**Source material:**
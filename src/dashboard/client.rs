//! HTTP client for the tracker API.

use std::sync::Arc;

use chrono::{DateTime, SecondsFormat, Utc};
use reqwest::{Response, StatusCode};
use serde::Deserialize;
use url::Url;

use crate::error_handling::ConnectivityError;
use crate::server::{LocationIn, LocationOut};

// Longest slice of a non-JSON error body kept in the error message.
const MAX_DETAIL_CHARS: usize = 200;

#[derive(Deserialize)]
struct ErrorBody {
    detail: String,
}

/// Typed wrapper over the API endpoints the dashboard uses.
#[derive(Debug, Clone)]
pub struct ApiClient {
    client: Arc<reqwest::Client>,
    base: Url,
}

impl ApiClient {
    /// Creates a client for the API rooted at `base_url`.
    ///
    /// # Errors
    ///
    /// Returns `ConnectivityError::InvalidUrl` if `base_url` does not parse.
    pub fn new(client: Arc<reqwest::Client>, base_url: &str) -> Result<Self, ConnectivityError> {
        let base = Url::parse(base_url).map_err(|source| ConnectivityError::InvalidUrl {
            url: base_url.to_string(),
            source,
        })?;
        Ok(Self { client, base })
    }

    /// The API base URL, as shown to the user.
    pub fn base_url(&self) -> &str {
        self.base.as_str().trim_end_matches('/')
    }

    fn endpoint(&self, path: &str) -> Url {
        let mut url = self.base.clone();
        if let Ok(mut segments) = url.path_segments_mut() {
            segments.pop_if_empty().push(path);
        }
        url
    }

    fn windowed(&self, path: &str, start: Option<DateTime<Utc>>, end: Option<DateTime<Utc>>) -> Url {
        let mut url = self.endpoint(path);
        if start.is_some() || end.is_some() {
            let mut query = url.query_pairs_mut();
            if let Some(start) = start {
                query.append_pair("start", &start.to_rfc3339_opts(SecondsFormat::AutoSi, true));
            }
            if let Some(end) = end {
                query.append_pair("end", &end.to_rfc3339_opts(SecondsFormat::AutoSi, true));
            }
        }
        url
    }

    /// `GET /locations` for the given window.
    pub async fn fetch_locations(
        &self,
        start: Option<DateTime<Utc>>,
        end: Option<DateTime<Utc>>,
    ) -> Result<Vec<LocationOut>, ConnectivityError> {
        let url = self.windowed("locations", start, end);
        let response = self.send(self.client.get(url.clone()), &url).await?;
        response.json().await.map_err(|source| request_error(&url, source))
    }

    /// `GET /map` for the given window.
    pub async fn fetch_map_html(
        &self,
        start: Option<DateTime<Utc>>,
        end: Option<DateTime<Utc>>,
    ) -> Result<String, ConnectivityError> {
        let url = self.windowed("map", start, end);
        let response = self.send(self.client.get(url.clone()), &url).await?;
        response.text().await.map_err(|source| request_error(&url, source))
    }

    /// `POST /locations`, returning the stored record.
    pub async fn submit_point(&self, point: &LocationIn) -> Result<LocationOut, ConnectivityError> {
        let url = self.endpoint("locations");
        let response = self
            .send(self.client.post(url.clone()).json(point), &url)
            .await?;
        response.json().await.map_err(|source| request_error(&url, source))
    }

    /// `POST /reset`.
    pub async fn reset(&self) -> Result<(), ConnectivityError> {
        let url = self.endpoint("reset");
        self.send(self.client.post(url.clone()), &url).await?;
        Ok(())
    }

    async fn send(
        &self,
        request: reqwest::RequestBuilder,
        url: &Url,
    ) -> Result<Response, ConnectivityError> {
        log::debug!("Calling {}", url);
        let response = request.send().await.map_err(|source| request_error(url, source))?;
        let status = response.status();
        if status.is_success() {
            return Ok(response);
        }
        let body = response.text().await.unwrap_or_default();
        Err(ConnectivityError::Status {
            url: url.to_string(),
            status: status.as_u16(),
            detail: error_detail(status, &body),
        })
    }
}

fn request_error(url: &Url, source: reqwest::Error) -> ConnectivityError {
    ConnectivityError::Request {
        url: url.to_string(),
        source,
    }
}

/// Pulls the `detail` message out of an API error body.
///
/// Falls back to the (truncated) raw body, then to the status reason.
fn error_detail(status: StatusCode, body: &str) -> String {
    if let Ok(parsed) = serde_json::from_str::<ErrorBody>(body) {
        return parsed.detail;
    }
    let trimmed = body.trim();
    if trimmed.is_empty() {
        return status.canonical_reason().unwrap_or("no detail").to_string();
    }
    trimmed.chars().take(MAX_DETAIL_CHARS).collect()
}
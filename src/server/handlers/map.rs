//! `/map` handler.

use axum::extract::State;
use axum::response::Html;

use super::super::extract::ApiQuery;
use super::super::state::AppState;
use super::super::types::{ApiError, TimeRange};
use crate::map::{build_map, records_to_points};

/// Renders the campus map with the points in the optional time range.
pub async fn map_handler(
    State(state): State<AppState>,
    ApiQuery(range): ApiQuery<TimeRange>,
) -> Result<Html<String>, ApiError> {
    let (start, end) = range.bounds()?;
    let records = state.store.filter_by_date(start, end);
    let doc = build_map(&state.geometry, records_to_points(&records), state.map_zoom);
    Ok(Html(doc.render_html()))
}
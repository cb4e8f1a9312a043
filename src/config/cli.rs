//! Command-line interface.
//!
//! Global flags configure geocoding, the map and logging; each stage is a
//! subcommand.
//!
//! # Examples
//!
//! ```bash
//! # Stage 1: write a map with two demo points
//! campus_tracker static-map --output campus.html
//!
//! # Stage 2: serve the API, keeping at most 500 points
//! campus_tracker --history-limit 500 serve --port 8000
//!
//! # Stage 3: show the last hour, refreshing every 5 seconds
//! campus_tracker dashboard show --range last-hour --refresh-secs 5
//! ```

use std::path::PathBuf;

use chrono::{DateTime, Utc};
use clap::{Args, Parser, Subcommand};

use crate::config::constants::{
    API_URL_ENV, DEFAULT_API_URL, DEFAULT_DASHBOARD_MAP_PATH, DEFAULT_GEOCODER_URL, DEFAULT_HOST,
    DEFAULT_LOCATION_NAME, DEFAULT_MANUAL_LABEL, DEFAULT_MANUAL_LATITUDE, DEFAULT_MANUAL_LONGITUDE,
    DEFAULT_MAP_ZOOM, DEFAULT_PORT, DEFAULT_STATIC_MAP_PATH, DEFAULT_TIMEOUT_SECS,
    DEFAULT_USER_AGENT, SOURCE_DASHBOARD,
};
use crate::config::types::{Config, LogFormat, LogLevel};
use crate::dashboard::RangePreset;
use crate::error_handling::ValidationError;
use crate::server::parse_timestamp;

/// Top-level parser.
#[derive(Debug, Parser)]
#[command(
    name = "campus_tracker",
    version,
    about = "Tracks points around a campus, serves them over HTTP and draws them on a map."
)]
pub struct Cli {
    /// Settings shared by every subcommand
    #[command(flatten)]
    pub global: GlobalArgs,

    /// Stage to run
    #[command(subcommand)]
    pub command: Command,
}

/// Flags accepted before or after any subcommand.
#[derive(Debug, Args)]
pub struct GlobalArgs {
    /// Place name geocoded into the campus polygon
    #[arg(long, global = true, default_value = DEFAULT_LOCATION_NAME)]
    pub location_name: String,

    /// Map zoom level
    #[arg(long, global = true, default_value_t = DEFAULT_MAP_ZOOM)]
    pub map_zoom: u8,

    /// Maximum number of points kept in memory (unset keeps all)
    #[arg(long, global = true)]
    pub history_limit: Option<usize>,

    /// Base URL of the Nominatim-compatible geocoder
    #[arg(long, global = true, default_value = DEFAULT_GEOCODER_URL)]
    pub geocoder_url: String,

    /// Per-request timeout in seconds
    #[arg(long, global = true, default_value_t = DEFAULT_TIMEOUT_SECS)]
    pub timeout_seconds: u64,

    /// HTTP User-Agent header value.
    ///
    /// Nominatim rejects anonymous clients; set this to something that
    /// identifies your deployment.
    #[arg(long, global = true, default_value = DEFAULT_USER_AGENT)]
    pub user_agent: String,

    /// Log level: error|warn|info|debug|trace
    #[arg(long, global = true, value_enum, default_value_t = LogLevel::Info)]
    pub log_level: LogLevel,

    /// Log format: plain|json
    #[arg(long, global = true, value_enum, default_value_t = LogFormat::Plain)]
    pub log_format: LogFormat,
}

impl GlobalArgs {
    /// Library configuration from the parsed flags.
    pub fn to_config(&self) -> Config {
        Config {
            location_name: self.location_name.clone(),
            map_zoom: self.map_zoom,
            history_limit: self.history_limit,
            geocoder_url: self.geocoder_url.clone(),
            timeout_seconds: self.timeout_seconds,
            user_agent: self.user_agent.clone(),
        }
    }
}

/// The three stages.
#[derive(Debug, Subcommand)]
pub enum Command {
    /// Write a standalone HTML map with two demo points
    StaticMap(StaticMapArgs),
    /// Serve the HTTP API
    Serve(ServeArgs),
    /// Terminal dashboard for a running API
    Dashboard(DashboardArgs),
}

/// `static-map` flags.
#[derive(Debug, Args)]
pub struct StaticMapArgs {
    /// HTML file to write
    #[arg(long, default_value = DEFAULT_STATIC_MAP_PATH)]
    pub output: PathBuf,
}

/// `serve` flags.
#[derive(Debug, Args)]
pub struct ServeArgs {
    /// Interface to bind
    #[arg(long, default_value = DEFAULT_HOST)]
    pub host: String,

    /// Port to bind
    #[arg(long, default_value_t = DEFAULT_PORT)]
    pub port: u16,

    /// Start with an empty store instead of the two demo points
    #[arg(long)]
    pub no_seed: bool,
}

/// `dashboard` flags.
#[derive(Debug, Args)]
pub struct DashboardArgs {
    /// Base URL of the tracker API
    #[arg(long, env = API_URL_ENV, default_value = DEFAULT_API_URL)]
    pub api_url: String,

    /// Dashboard action
    #[command(subcommand)]
    pub action: DashboardCommand,
}

/// Dashboard actions.
#[derive(Debug, Subcommand)]
pub enum DashboardCommand {
    /// Print the points table and write the map
    Show(ShowArgs),
    /// Submit a manual point
    Add(AddArgs),
    /// Remove every point from the API
    Reset,
}

/// `dashboard show` flags.
#[derive(Debug, Args)]
pub struct ShowArgs {
    /// History window
    #[arg(long = "range", value_enum, default_value_t = RangePreset::All)]
    pub preset: RangePreset,

    /// Custom window start (ISO 8601; naive times are UTC). Implies `--range custom`.
    #[arg(long, value_parser = parse_start)]
    pub start: Option<DateTime<Utc>>,

    /// Custom window end (ISO 8601; naive times are UTC). Implies `--range custom`.
    #[arg(long, value_parser = parse_end)]
    pub end: Option<DateTime<Utc>>,

    /// File the map HTML is written to
    #[arg(long, default_value = DEFAULT_DASHBOARD_MAP_PATH)]
    pub map_output: PathBuf,

    /// Re-render every N seconds until Ctrl-C
    #[arg(long)]
    pub refresh_secs: Option<u64>,
}

impl ShowArgs {
    /// The effective preset: giving `--start` or `--end` selects `custom`.
    pub fn effective_preset(&self) -> RangePreset {
        if self.start.is_some() || self.end.is_some() {
            RangePreset::Custom
        } else {
            self.preset
        }
    }
}

/// `dashboard add` flags.
#[derive(Debug, Args)]
pub struct AddArgs {
    /// Latitude in degrees
    #[arg(long, default_value_t = DEFAULT_MANUAL_LATITUDE, allow_negative_numbers = true)]
    pub latitude: f64,

    /// Longitude in degrees
    #[arg(long, default_value_t = DEFAULT_MANUAL_LONGITUDE, allow_negative_numbers = true)]
    pub longitude: f64,

    /// Point label
    #[arg(long, default_value = DEFAULT_MANUAL_LABEL)]
    pub label: String,

    /// Source tag
    #[arg(long, default_value = SOURCE_DASHBOARD)]
    pub source: String,
}

fn parse_start(raw: &str) -> Result<DateTime<Utc>, ValidationError> {
    parse_timestamp("start", raw)
}

fn parse_end(raw: &str) -> Result<DateTime<Utc>, ValidationError> {
    parse_timestamp("end", raw)
}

**Exercise requirements:** In the listing above, find the line containing "pub struct Cli" and the line containing "pub struct GlobalArgs". Output them and every line between, exactly, and nothing else.

**Your solution:**
pub struct Cli {
    /// Settings shared by every subcommand
    #[command(flatten)]
    pub global: GlobalArgs,

    /// Stage to run
    #[command(subcommand)]
    pub command: Command,
}

/// Flags accepted before or after any subcommand.
#[derive(Debug, Args)]
pub struct GlobalArgs {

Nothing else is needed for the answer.